* WHAT TO PRODUCE
Copy out every line holding the string "deadline" from the records below.

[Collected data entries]
Content starts
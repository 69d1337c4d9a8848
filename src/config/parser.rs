use crate::config::types::Config;
use crate::config::validation::validate;
use crate::ConfigError;
use sha2::{Digest, Sha256};
use std::path::Path;

/// Loads and parses a configuration file from the given path
///
/// # Arguments
///
/// * `path` - Path to the TOML configuration file
///
/// # Returns
///
/// * `Ok(Config)` - Successfully loaded and validated configuration
/// * `Err(ConfigError)` - Failed to load, parse, or validate the configuration
///
/// # Example
///
/// ```no_run
/// use std::path::Path;
/// use tidewater::config::load_config;
///
/// let config = load_config(Path::new("tidewater.toml")).unwrap();
/// println!("Batch size: {}", config.crawler.batch_size);
/// ```
pub fn load_config(path: &Path) -> Result<Config, ConfigError> {
    let content = std::fs::read_to_string(path)?;
    parse_config(&content)
}

/// Parses and validates configuration from TOML text
pub fn parse_config(content: &str) -> Result<Config, ConfigError> {
    let config: Config = toml::from_str(content)?;
    validate(&config)?;
    Ok(config)
}

/// Computes the SHA-256 of a configuration file, hex encoded
///
/// Logged at startup so operators can tell which configuration a worker ran with.
pub fn compute_config_hash(path: &Path) -> Result<String, ConfigError> {
    Ok(hash_content(&std::fs::read_to_string(path)?))
}

/// Loads a configuration together with the hash of the exact text parsed
pub fn load_config_with_hash(path: &Path) -> Result<(Config, String), ConfigError> {
    let content = std::fs::read_to_string(path)?;
    let config = parse_config(&content)?;
    Ok((config, hash_content(&content)))
}

fn hash_content(content: &str) -> String {
    hex::encode(Sha256::digest(content.as_bytes()))
}
//! State module for URL and domain lifecycles
//!
//! # Components
//!
//! - `UrlStatus`: the four-state crawl lifecycle of a URL record
//! - `DomainStatus`: whether a registered domain is active

mod domain_status;
mod url_status;

// Re-export main types
pub use domain_status::DomainStatus;
pub use url_status::UrlStatus;
use crate::config::CrawlerConfig;
use crate::frontier::OwnerToken;
use crate::storage::{ClaimedUrl, Storage};
use crate::Result;
use chrono::{DateTime, Duration, Utc};

/// Parameters that decide which records a claim may take
#[derive(Debug, Clone, Copy, PartialEq, Eq)]
pub struct ClaimPolicy {
    /// How long a crawled record rests before it is eligible again. Also the
    /// age at which a processing lock is considered abandoned.
    pub recrawl_window: Duration,

    /// Skip records whose domain has not been resolved
    pub require_domain: bool,
}

impl Default for ClaimPolicy {
    fn default() -> Self {
        Self {
            recrawl_window: Duration::hours(48),
            require_domain: false,
        }
    }
}

impl ClaimPolicy {
    pub fn from_config(config: &CrawlerConfig) -> Self {
        Self {
            recrawl_window: config.recrawl_window(),
            require_domain: config.require_domain,
        }
    }

    /// Records last touched before this instant are eligible
    pub fn cutoff(&self, now: DateTime<Utc>) -> DateTime<Utc> {
        now - self.recrawl_window
    }
}

/// Reserves up to `limit` eligible records for `owner`
///
/// # Protocol
///
/// 1. Compute the cutoff as `now - recrawl_window`
/// 2. Select up to `limit` eligible ids, least recently crawled first
/// 3. Lock each candidate with a statement that re-checks eligibility, so
///    records taken by another worker in between are skipped
/// 4. Read back the records now owned by `owner`
///
/// The read-back is the batch. Losing races only makes it smaller; an empty
/// batch is a normal outcome.
///
/// # Arguments
///
/// * `storage` - The frontier store
/// * `owner` - Token for this attempt; must not be reused across attempts
/// * `limit` - Maximum batch size
/// * `policy` - Window and domain filter
/// * `now` - Current time
///
/// # Returns
///
/// * `Ok(Vec<ClaimedUrl>)` - The records this owner now holds
/// * `Err(CrawlError)` - The store failed
pub fn claim_batch<S: Storage + ?Sized>(
    storage: &mut S,
    owner: &OwnerToken,
    limit: usize,
    policy: &ClaimPolicy,
    now: DateTime<Utc>,
) -> Result<Vec<ClaimedUrl>> {
    if limit == 0 {
        return Ok(Vec::new());
    }

    let cutoff = policy.cutoff(now);
    let candidates = storage.select_claim_candidates(cutoff, limit, policy.require_domain)?;

    if candidates.is_empty() {
        tracing::debug!("No eligible URLs before {}", cutoff);
        return Ok(Vec::new());
    }

    let locked = storage.lock_candidates(
        &candidates,
        owner.as_str(),
        now,
        cutoff,
        policy.require_domain,
    )?;

    if locked < candidates.len() {
        tracing::debug!(
            "Lost {} of {} candidates to other workers",
            candidates.len() - locked,
            candidates.len()
        );
    }

    let claimed = storage.find_owned(owner.as_str())?;
    tracing::info!("Claimed {} URLs as {}", claimed.len(), owner);

    Ok(claimed)
}
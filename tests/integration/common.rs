use chrono::{DateTime, TimeZone, Utc};
use std::path::{Path, PathBuf};
use std::time::Duration;
use tempfile::TempDir;
use tidewater::storage::{NewUrl, SqliteStorage, Storage};
use url::Url;

/// Fixed reference time so window arithmetic is exact
pub fn t0() -> DateTime<Utc> {
    Utc.with_ymd_and_hms(2024, 6, 1, 8, 0, 0).unwrap()
}

/// Creates an initialized database file and returns its path
pub fn temp_db() -> (TempDir, PathBuf) {
    let dir = TempDir::new().unwrap();
    let path = dir.path().join("frontier.db");
    open(&path);
    (dir, path)
}

/// Opens a separate connection, as another worker process would
pub fn open(path: &Path) -> SqliteStorage {
    SqliteStorage::new(path, Duration::from_secs(10)).unwrap()
}

/// Inserts a pending record for an absolute URL
pub fn seed(storage: &mut SqliteStorage, raw: &str, domain_id: Option<i64>) -> i64 {
    let url = tidewater::normalize_url(raw).unwrap();
    let (id, _) = storage
        .insert_url_if_absent(&NewUrl::from_url(&url, domain_id), t0())
        .unwrap();
    id
}

pub fn parse(raw: &str) -> Url {
    Url::parse(raw).unwrap()
}
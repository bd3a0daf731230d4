//! Background chunk generation worker pool
//!
//! Jobs go out over a crossbeam channel. Finished chunks come back through a
//! mutex-guarded completion queue that the main loop drains in one swap, so
//! workers never see the world's own maps.

use std::mem;
use std::sync::Arc;
use std::thread::{self, JoinHandle};

use crossbeam_channel::{Sender, unbounded};
use parking_lot::Mutex;

use crate::core::chunk::{BlockGrid, ChunkCoord};
use crate::error::ConfigError;
use crate::render::mesh::{MeshBuffers, build_isolated_mesh};
use crate::world::generator::{ChunkGenerator, TerrainParams};

/// One unit of background work: generate and mesh a single chunk.
#[derive(Clone, Copy, Debug)]
pub struct ChunkJob {
    pub coord: ChunkCoord,
    pub epoch: u64,
    pub params: TerrainParams,
}

/// Result of background chunk generation
pub struct GeneratedChunk {
    pub coord: ChunkCoord,
    pub epoch: u64,
    pub blocks: BlockGrid,
    pub mesh: MeshBuffers,
}

impl ChunkJob {
    /// Runs the job on the current thread.
    pub fn run(self) -> GeneratedChunk {
        let blocks = ChunkGenerator::new(self.params).generate_chunk(self.coord);
        let mesh = build_isolated_mesh(&blocks);
        GeneratedChunk {
            coord: self.coord,
            epoch: self.epoch,
            blocks,
            mesh,
        }
    }
}

/// Manages background chunk generation with worker threads
pub struct ChunkLoader {
    job_tx: Option<Sender<ChunkJob>>,
    completed: Arc<Mutex<Vec<GeneratedChunk>>>,
    workers: Vec<JoinHandle<()>>,
    // Submitted jobs whose result has not been drained or discarded yet
    in_flight: usize,
}

impl ChunkLoader {
    pub fn with_worker_count(num_workers: usize) -> Result<Self, ConfigError> {
        if num_workers == 0 {
            return Err(ConfigError::ZeroWorkers);
        }

        let (job_tx, job_rx) = unbounded::<ChunkJob>();
        let completed = Arc::new(Mutex::new(Vec::new()));
        let mut workers = Vec::with_capacity(num_workers);

        for worker_id in 0..num_workers {
            let rx = job_rx.clone();
            let completed = Arc::clone(&completed);

            let handle = thread::Builder::new()
                .name(format!("chunk-gen-{}", worker_id))
                .spawn(move || {
                    // Exits once every sender is gone
                    while let Ok(job) = rx.recv() {
                        let coord = job.coord;
                        let result = job.run();
                        tracing::trace!(worker_id, x = coord.x, z = coord.z, "chunk generated");
                        completed.lock().push(result);
                    }
                })?;
            workers.push(handle);
        }

        tracing::info!("Chunk loader started with {} workers", num_workers);

        Ok(ChunkLoader {
            job_tx: Some(job_tx),
            completed,
            workers,
            in_flight: 0,
        })
    }

    /// Hands a job to the pool. Returns false if no worker can take it.
    pub fn submit(&mut self, job: ChunkJob) -> bool {
        let sent = match &self.job_tx {
            Some(tx) => tx.send(job).is_ok(),
            None => false,
        };
        if sent {
            self.in_flight += 1;
        }
        sent
    }

    /// Takes every finished chunk out of the completion queue.
    pub fn drain(&mut self) -> Vec<GeneratedChunk> {
        let results = mem::take(&mut *self.completed.lock());
        self.in_flight = self.in_flight.saturating_sub(results.len());
        results
    }

    /// Drops finished chunks that nobody will admit.
    pub fn discard_completed(&mut self) {
        let dropped = mem::take(&mut *self.completed.lock()).len();
        self.in_flight = self.in_flight.saturating_sub(dropped);
    }

    /// Jobs submitted but not yet drained, whether queued, running or
    /// finished. Cancelled work counts until its result comes back.
    pub fn in_flight(&self) -> usize {
        self.in_flight
    }

    pub fn completed_len(&self) -> usize {
        self.completed.lock().len()
    }

    pub fn worker_count(&self) -> usize {
        self.workers.len()
    }
}

impl Drop for ChunkLoader {
    fn drop(&mut self) {
        self.job_tx.take();
        for handle in self.workers.drain(..) {
            if handle.join().is_err() {
                tracing::warn!("chunk worker panicked during shutdown");
            }
        }
    }
}

#[cfg(test)]
mod tests {
    use super::*;
    use std::time::{Duration, Instant};

    fn wait_for(loader: &mut ChunkLoader, count: usize) -> Vec<GeneratedChunk> {
        let deadline = Instant::now() + Duration::from_secs(10);
        let mut results = Vec::new();
        while results.len() < count {
            assert!(Instant::now() < deadline, "workers did not finish");
            results.extend(loader.drain());
            thread::sleep(Duration::from_millis(1));
        }
        results
    }

    #[test]
    fn zero_workers_is_rejected() {
        assert!(matches!(
            ChunkLoader::with_worker_count(0),
            Err(ConfigError::ZeroWorkers)
        ));
    }

    #[test]
    fn background_result_matches_inline_generation() {
        let mut loader = ChunkLoader::with_worker_count(2).unwrap();
        assert_eq!(loader.worker_count(), 2);

        let params = TerrainParams::with_seed(31);
        let coords = [ChunkCoord::new(0, 0), ChunkCoord::new(1, -4), ChunkCoord::new(-2, 3)];
        for coord in coords {
            assert!(loader.submit(ChunkJob {
                coord,
                epoch: 7,
                params,
            }));
        }

        assert_eq!(loader.in_flight(), coords.len());
        let results = wait_for(&mut loader, coords.len());
        assert_eq!(results.len(), coords.len());
        for result in results {
            assert_eq!(result.epoch, 7);
            let inline = ChunkJob {
                coord: result.coord,
                epoch: 7,
                params,
            }
            .run();
            assert_eq!(result.blocks, inline.blocks);
            assert_eq!(result.mesh, inline.mesh);
        }
        assert_eq!(loader.completed_len(), 0);
        assert_eq!(loader.in_flight(), 0);
    }

    #[test]
    fn discard_clears_the_queue() {
        let mut loader = ChunkLoader::with_worker_count(1).unwrap();
        loader.submit(ChunkJob {
            coord: ChunkCoord::new(3, 3),
            epoch: 0,
            params: TerrainParams::default(),
        });
        let deadline = Instant::now() + Duration::from_secs(10);
        while loader.completed_len() == 0 {
            assert!(Instant::now() < deadline);
            thread::sleep(Duration::from_millis(1));
        }
        assert_eq!(loader.in_flight(), 1);
        loader.discard_completed();
        assert!(loader.drain().is_empty());
        assert_eq!(loader.in_flight(), 0);
    }
}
Content ends
* WRITTEN ANSWER
        let deadline = Instant::now() + Duration::from_secs(10);
            assert!(Instant::now() < deadline, "workers did not finish");
        let deadline = Instant::now() + Duration::from_secs(10);
            assert!(Instant::now() < deadline);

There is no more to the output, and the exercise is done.